Written by: heidi kerkhoff 

I have a story I’d like to share on emotional abuse, bullying, and sexual harassment At The Work Place.

I have been seeing a psychologist. I was admitted to hospital February 2014 for panic attacks. I ran a guest house and lived on the property alone. After praying, I had a breakthrough. After that, I received strength. I became assertive towards my boss who sexually harassed me and degraded me.

Before all of this, when I was in denial, the Holy Spirit revealed to me, “I am your mother and your father. I will push you out of here. Your time here is coming to an end and something will happen soon.” At that time I did not know what I know now, that this would come to pass. This guidance gave me peace.

The psychiatrist said to me on June 2015, “Reporting your boss is the solution not long-term medication.” Repeatedly the magistrate suggested to me to get a protection order. I finally took the plunge. My final protection order was approved on the 31 July 2015. I felt like I was released out of an invisible prison. I started to laugh again.

Since I had my breakthrough until September 2015 when I resigned I became stronger. I was punished for that. I was told several times indirectly to leave my job, my duties were reduced, and I was illegally evicted after I received my protection order.

The consequences were harsh, but I have regained my self-worth. No sacrifice is too big to learn to love yourself and speak up against abuse, even emotional abuse, which can be worse as no one sees your wounds.
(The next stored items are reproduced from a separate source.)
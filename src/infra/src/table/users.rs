// Copyright 2025 OpenObserve Inc.
//
// This program is free software: you can redistribute it and/or modify
// it under the terms of the GNU Affero General Public License as published by
// the Free Software Foundation, either version 3 of the License, or
// (at your option) any later version.
//
// This program is distributed in the hope that it will be useful
// but WITHOUT ANY WARRANTY; without even the implied warranty of
// MERCHANTABILITY or FITNESS FOR A PARTICULAR PURPOSE.  See the
// GNU Affero General Public License for more details.
//
// You should have received a copy of the GNU Affero General Public License
// along with this program.  If not, see <http://www.gnu.org/licenses/>.

use config::{ider, meta::user::User};
use sea_orm::{ActiveModelTrait, ColumnTrait, EntityTrait, QueryFilter, Set};

use super::entity::users::{ActiveModel, Column, Entity, Model};
use crate::{
    db::{ORM_CLIENT, connect_to_orm},
    errors::{self, Error, unique_violation},
};

impl From<Model> for User {
    fn from(model: Model) -> Self {
        Self {
            id: model.id,
            email: model.email,
            display_name: model.display_name,
            created_at: model.created_at,
        }
    }
}

pub async fn create(email: &str, display_name: &str) -> Result<User, errors::Error> {
    let client = ORM_CLIENT.get_or_init(connect_to_orm).await;
    let model = ActiveModel {
        id: Set(ider::generate()),
        email: Set(email.to_string()),
        display_name: Set(display_name.to_string()),
        created_at: Set(config::utils::time::now_micros()),
    };

    match model.insert(client).await {
        Ok(model) => Ok(model.into()),
        Err(e) if unique_violation(&e) => Err(Error::ResourceConflict(format!(
            "user {email} already exists"
        ))),
        Err(e) => Err(e.into()),
    }
}

pub async fn get(id: &str) -> Result<Option<User>, errors::Error> {
    let client = ORM_CLIENT.get_or_init(connect_to_orm).await;
    Ok(Entity::find_by_id(id).one(client).await?.map(User::from))
}

pub async fn get_by_email(email: &str) -> Result<Option<User>, errors::Error> {
    let client = ORM_CLIENT.get_or_init(connect_to_orm).await;
    Ok(Entity::find()
        .filter(Column::Email.eq(email))
        .one(client)
        .await?
        .map(User::from))
}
The commissioner said my case is solid. The Department of Labour was on a case in May 2015 by my workplace. My boss asked me to lie about conditions that were not correct according to labour law. When I refused I was subjected to mocking.

I felt helpless. The Holy Spirit spurred me on to be brave. His wife also gets emotionally abused. She covers it up; including what was done to me. She called me her daughter and tried to manipulate me. I forgave her. I am unemployed now, but I have peace. I was offered a place to stay for free, temporarily, and yesterday I was given R1000. I did not beg. This showed me that God will provide if I take that leap of faith.

If we do not speak out things will continue to be covered up. “My chains are gone. I’ve been set free” is how I feel. I have come a long way from the “old me,” which was condemnation and fear, to the “new me” — peace, joy, and courage. He has used this trial to transform me. I can use it to help others.

I do not feel hatred towards them. This is not about revenge but about standing up against emotional abuse and being an example to others who may be suffering, too.